OpenCV works slower in docker container

I’ve been trying to run a python script that requires pytorch and opencv with gpu modules. I’ve based my image on the image that I found on the jetson-inference repo, dustynv/jetson-inference:r32.4.4 that is. After running the code I noticed that I get much less fps than I got outside the container. Turns out all opencv parts of the code are painfully slow, about 10 times slower on average for CPU. I tried running just the part of my code that uses opencv directly in the container dustynv/jetson-inference:r32.4.4 but I got approximately same results.
Information about my Jetson Nano:
L4T 32.4.4 [ JetPack 4.4.1 ]
Ubuntu 18.04.05 LTS
I am new to both Docker and Jetson Nano and I didn’t manage to find any clues on the Internet. Is there something I’m missing?

Hi,

Would you mind mounting more memory/swap to the container to see if it helps?
Sometimes the limited resources will cause the slowness.

Thanks.

Hello,
Thank you for your reply! I’ve tried mounting more memory and I still get same results as before, for both containers. I don’t have any other memory-draining processes running while testing the containers.

Hi,

We would like to reproduce this issue in our environment.
Would you mind sharing a simple example to demonstrate the OpenCV function?

More, you can also try our l4t-ml container that has CUDA-based OpenCV installed.
https://ngc.nvidia.com/catalog/containers/nvidia:l4t-ml

Thanks.

Hello,
Of course, here is what I use:

import cv2 as cv
import numpy as np

class MyClass1:
    def __init__(self, face_cascade_path):
        self.face_cascade = cv.cuda_CascadeClassifier.create(face_cascade_path)
        self.face_cascade.setMinNeighbors(5)
        self.face_cascade.setMinObjectSize((30,30))
        self.face_cascade.setScaleFactor(1.3)

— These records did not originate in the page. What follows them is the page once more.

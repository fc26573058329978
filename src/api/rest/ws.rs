use std::sync::Arc;

use axum::extract::ws::{Message, WebSocket, WebSocketUpgrade};
use axum::extract::{Query, State};
use axum::response::IntoResponse;
use futures::SinkExt;
use futures::StreamExt;
use serde::Deserialize;
use tokio::sync::broadcast::error::RecvError;
use tracing::{info, warn};

use crate::models::assignment::AssignmentEvent;
use crate::state::AppState;

/// `/ws?driver_id=d1` narrows the feed to one driver's assignments.
#[derive(Debug, Default, Deserialize)]
pub struct FeedFilter {
    pub driver_id: Option<String>,
}

impl FeedFilter {
    pub fn matches(&self, event: &AssignmentEvent) -> bool {
        self.driver_id
            .as_deref()
            .is_none_or(|driver_id| driver_id == event.driver_id)
    }
}

pub async fn ws_handler(
    ws: WebSocketUpgrade,
    Query(filter): Query<FeedFilter>,
    State(state): State<Arc<AppState>>,
) -> impl IntoResponse {
    ws.on_upgrade(|socket| stream_assignments(socket, state, filter))
}

async fn stream_assignments(socket: WebSocket, state: Arc<AppState>, filter: FeedFilter) {
    let (mut sender, mut receiver) = socket.split();
    let mut rx = state.assignment_events_tx.subscribe();

    info!(driver_id = ?filter.driver_id, "assignment feed subscriber connected");

    let send_task = tokio::spawn(async move {
        loop {
            let event = match rx.recv().await {
                Ok(event) if filter.matches(&event) => event,
                Ok(_) => continue,
                Err(RecvError::Lagged(skipped)) => {
                    warn!(skipped, "assignment feed subscriber lagged");
                    continue;
                }
                Err(RecvError::Closed) => break,
            };

            let json = match serde_json::to_string(&event) {
                Ok(json) => json,
                Err(err) => {
                    warn!(order_id = %event.order_id, error = %err, "failed to serialize assignment event");
                    continue;
                }
            };

            if sender.send(Message::Text(json)).await.is_err() {
                break;
            }
        }
    });

    let recv_task = tokio::spawn(async move {
        while let Some(Ok(msg)) = receiver.next().await {
            if matches!(msg, Message::Close(_)) {
                break;
            }
        }
    });

    tokio::select! {
        _ = send_task => {},
        _ = recv_task => {},
    }

    info!("assignment feed subscriber disconnected");
}
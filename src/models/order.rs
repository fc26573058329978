use std::fmt;
use std::str::FromStr;

use chrono::{DateTime, Utc};
use serde::{Deserialize, Serialize};

use crate::error::StoreError;
use crate::models::driver::Location;

#[derive(Debug, Clone, Copy, Serialize, Deserialize, PartialEq, Eq, Hash)]
#[serde(rename_all = "snake_case")]
pub enum OrderStatus {
    Pending,
    Assigned,
    PickedUp,
    Delivered,
    Canceled,
}

impl OrderStatus {
    pub const ALL: [OrderStatus; 5] = [
        OrderStatus::Pending,
        OrderStatus::Assigned,
        OrderStatus::PickedUp,
        OrderStatus::Delivered,
        OrderStatus::Canceled,
    ];

    pub fn as_str(self) -> &'static str {
        match self {
            OrderStatus::Pending => "pending",
            OrderStatus::Assigned => "assigned",
            OrderStatus::PickedUp => "picked_up",
            OrderStatus::Delivered => "delivered",
            OrderStatus::Canceled => "canceled",
        }
    }

    pub fn is_terminal(self) -> bool {
        matches!(self, OrderStatus::Delivered | OrderStatus::Canceled)
    }

    /// Edges of the order lifecycle. Same-state moves are not edges.
    pub fn can_transition_to(self, next: OrderStatus) -> bool {
        use OrderStatus::*;

        if self.is_terminal() {
            return false;
        }

        matches!(
            (self, next),
            (Pending, Assigned)
                | (Pending, Canceled)
                | (Assigned, PickedUp)
                | (Assigned, Canceled)
                | (PickedUp, Delivered)
                | (PickedUp, Canceled)
        )
    }
}

impl fmt::Display for OrderStatus {
    fn fmt(&self, f: &mut fmt::Formatter<'_>) -> fmt::Result {
        f.write_str(self.as_str())
    }
}

impl FromStr for OrderStatus {
    type Err = StoreError;

    fn from_str(raw: &str) -> Result<Self, Self::Err> {
        OrderStatus::ALL
            .into_iter()
            .find(|status| status.as_str() == raw)
            .ok_or_else(|| StoreError::InvalidStatus(raw.to_string()))
    }
}

#[derive(Debug, Clone, Serialize, Deserialize, PartialEq)]
pub struct Order {
    pub id: String,
    pub customer: String,
    pub pickup: Location,
    pub dropoff: Location,
    pub status: OrderStatus,
    #[serde(default, skip_serializing_if = "Option::is_none")]
    pub driver_id: Option<String>,
    pub created_at: DateTime<Utc>,
    pub updated_at: DateTime<Utc>,
}

/// Caller-supplied order record. Status and driver are not accepted here;
/// every new order starts out pending and unassigned.
#[derive(Debug, Clone, Default, Deserialize)]
pub struct NewOrder {
    #[serde(default)]
    pub id: String,
    #[serde(default)]
    pub customer: String,
    #[serde(default)]
    pub pickup: Location,
    #[serde(default)]
    pub dropoff: Location,
}
mod api;
mod config;
mod engine;
mod error;
mod models;
mod observability;
mod state;
mod store;

use std::sync::Arc;

use tokio_util::sync::CancellationToken;
use tracing_subscriber::EnvFilter;

use crate::config::LogFormat;

#[tokio::main]
async fn main() -> Result<(), error::AppError> {
    let config = config::Config::from_env()?;

    let subscriber = tracing_subscriber::fmt()
        .with_env_filter(EnvFilter::new(config.log_level.clone()))
        .with_target(false);
    match config.log_format {
        LogFormat::Compact => subscriber.compact().init(),
        LogFormat::Json => subscriber.json().init(),
    }

    let shared_state = Arc::new(state::AppState::new(config.event_buffer_size));
    let app = api::rest::router(shared_state.clone());

    let shutdown = CancellationToken::new();
    let matcher = tokio::spawn(engine::matcher::run_matcher(
        shared_state.clone(),
        config.matcher_interval,
        shutdown.clone(),
    ));

    let bind_addr = format!("0.0.0.0:{}", config.http_port);
    let listener = tokio::net::TcpListener::bind(&bind_addr)
        .await
        .map_err(|err| error::AppError::Internal(format!("failed to bind {bind_addr}: {err}")))?;

    tracing::info!(http_port = config.http_port, "http server started");

    let served = axum::serve(listener, app)
        .with_graceful_shutdown(shutdown_signal())
        .await
        .map_err(|err| error::AppError::Internal(format!("server error: {err}")));

    shutdown.cancel();
    if let Err(err) = matcher.await {
        tracing::error!(error = %err, "matcher task failed");
    }

    served
}

async fn shutdown_signal() {
    if let Err(err) = tokio::signal::ctrl_c().await {
        tracing::error!(error = %err, "failed to listen for shutdown signal");
    }
}
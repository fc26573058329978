use std::sync::Arc;

use axum::extract::{Path, State};
use axum::http::StatusCode;
use axum::routing::{get, patch, post};
use axum::Json;
use axum::Router;
use tracing::info;

use crate::api::rest::UpdateStatusRequest;
use crate::error::AppError;
use crate::models::order::{NewOrder, Order};
use crate::state::AppState;

pub fn router() -> Router<Arc<AppState>> {
    Router::new()
        .route("/orders", post(create_order).get(list_orders))
        .route("/orders/:id", get(get_order))
        .route("/orders/:id/status", patch(update_order_status))
}

async fn create_order(
    State(state): State<Arc<AppState>>,
    Json(payload): Json<NewOrder>,
) -> Result<(StatusCode, Json<Order>), AppError> {
    let order = state.store.create_order(payload)?;

    info!(order_id = %order.id, customer = %order.customer, "order created");
    Ok((StatusCode::CREATED, Json(order)))
}

async fn list_orders(State(state): State<Arc<AppState>>) -> Json<Vec<Order>> {
    Json(state.store.list_orders())
}

async fn get_order(
    State(state): State<Arc<AppState>>,
    Path(id): Path<String>,
) -> Result<Json<Order>, AppError> {
    Ok(Json(state.store.get_order(&id)?))
}

async fn update_order_status(
    State(state): State<Arc<AppState>>,
    Path(id): Path<String>,
    Json(payload): Json<UpdateStatusRequest>,
) -> Result<Json<Order>, AppError> {
    let order = state.store.set_order_status(&id, &payload.status)?;

    info!(order_id = %id, status = %order.status, "order status updated");
    Ok(Json(order))
}
//! Async client for the Nerva daemon and wallet RPC interfaces.
//!
//! Three independent clients share one transport primitive:
//!
//! - [`DaemonJsonRpc`]: daemon methods behind `/json_rpc`.
//! - [`DaemonOther`]: daemon endpoints that take the params as the whole body.
//! - [`Wallet`]: wallet service methods behind `/json_rpc`, with optional
//!   basic auth.
//!
//! Every method returns the decoded response as a [`serde_json::Value`]
//! without inspecting it; errors reported by the remote side arrive inside
//! that value.

pub mod config;
pub mod daemon;
pub mod error;
pub mod rpc;
pub mod wallet;

pub use config::ClientConfig;
pub use daemon::{DaemonJsonRpc, DaemonOther};
pub use error::RpcError;
pub use rpc::{HttpTransport, Transport};
pub use wallet::Wallet;

/// Version of this crate, for diagnostics.
pub const VERSION: &str = env!("CARGO_PKG_VERSION");
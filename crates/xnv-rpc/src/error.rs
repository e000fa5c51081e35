#[derive(Debug, thiserror::Error)]
pub enum RpcError {
    /// Caller misuse detected before any request was sent.
    #[error("invalid argument: {0}")]
    InvalidArgument(String),

    #[error("invalid client configuration: {0}")]
    InvalidConfig(String),

    /// Connection, DNS, TLS, or timeout failure.
    #[error("transport failure: {0}")]
    Transport(#[from] reqwest::Error),

    #[error("failed to encode request params: {0}")]
    Encode(#[source] serde_json::Error),

    #[error("failed to decode response: {source}; body={body}")]
    Decode {
        #[source]
        source: serde_json::Error,
        body: String,
    },
}

impl RpcError {
    /// True when the call failed because the configured timeout expired.
    pub fn is_timeout(&self) -> bool {
        matches!(self, RpcError::Transport(e) if e.is_timeout())
    }

    /// True for connection-level failures (refused, unreachable, TLS).
    pub fn is_connect(&self) -> bool {
        matches!(self, RpcError::Transport(e) if e.is_connect())
    }
}
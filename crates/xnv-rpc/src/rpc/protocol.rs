use serde::Serialize;
use serde_json::Value;

/// Path of the JSON-RPC endpoint on both the daemon and the wallet.
pub const JSON_RPC_PATH: &str = "json_rpc";

pub const JSON_RPC_VERSION: &str = "2.0";

/// The daemon and wallet never correlate by id, so it is always zero.
pub const REQUEST_ID: u64 = 0;

#[derive(Debug, Serialize)]
pub struct JsonRpcRequest<'a> {
    pub jsonrpc: &'static str,
    pub id: u64,
    pub method: &'a str,
    pub params: Value,
}

impl<'a> JsonRpcRequest<'a> {
    pub fn new(method: &'a str, params: Value) -> Self {
        Self {
            jsonrpc: JSON_RPC_VERSION,
            id: REQUEST_ID,
            method,
            params,
        }
    }
}
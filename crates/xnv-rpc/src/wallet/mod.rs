//! Wallet service client.

mod client;
pub mod types;

pub use client::Wallet;
pub use types::{
    AddressBookEdit, Destination, SetDaemonRequest, SubaddressIndex, SweepAllRequest,
    SweepDustOptions, SweepSingleRequest, TransferRequest, TransferSplitRequest, TransfersFilter,
    UriOptions, ValidateAddressOptions,
};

    def detect_face(self, frame):
        gpu_frame = cv.cuda_GpuMat(frame)
        faces = self.face_cascade.detectMultiScale(gpu_frame).download()
        if faces is None:
            faces = np.empty(0)
        else:
            faces = faces[0]
        # non max supression is a function written by me and it works fine, does not requrie opencv. It could be omitted
        faces = non_max_suppression_fix.non_max_suppression(faces, overlapThresh=0.3)
        return faces

class MyClass2:
    def __init__(self, history, varThreshold, threshHigh, threshLow ):
        self.fgbg = cv.bgsegm.createBackgroundSubtractorMOG(history, varThreshold)
        self.threshHigh = threshHigh
        self.threshLow = threshLow

    def movement_detect(self, frame):
        height, width, _ = frame.shape
        fgmask = self.fgbg.apply(frame)
        nonZero = cv.countNonZero(fgmask)
        percent = nonZero / (height * width) * 100
        return percent

    def edge_detect(self, frame):
        frameCanny = cv.Canny(frame, self.threshLow, self.threshHigh)
        _, frameBin = cv.threshold(frameCanny, 100, 255, cv.THRESH_BINARY)
        frameDyl = cv.dilate(frameBin, cv.getStructuringElement(cv.MORPH_ELLIPSE, (5, 5)))
        return frameDyl

For haar cascade I use haarcascade_frontalface_default.xml that can be found on github.
I’ve build a container with opencv installed, but without the gpu module. There, just for the code above (without the haar cascade) I got same results as outside the container. Could it be an issue with cuda?

Hi,

The above source is using cuda_GpuMat.
So you will need an OpenCV with GPU support.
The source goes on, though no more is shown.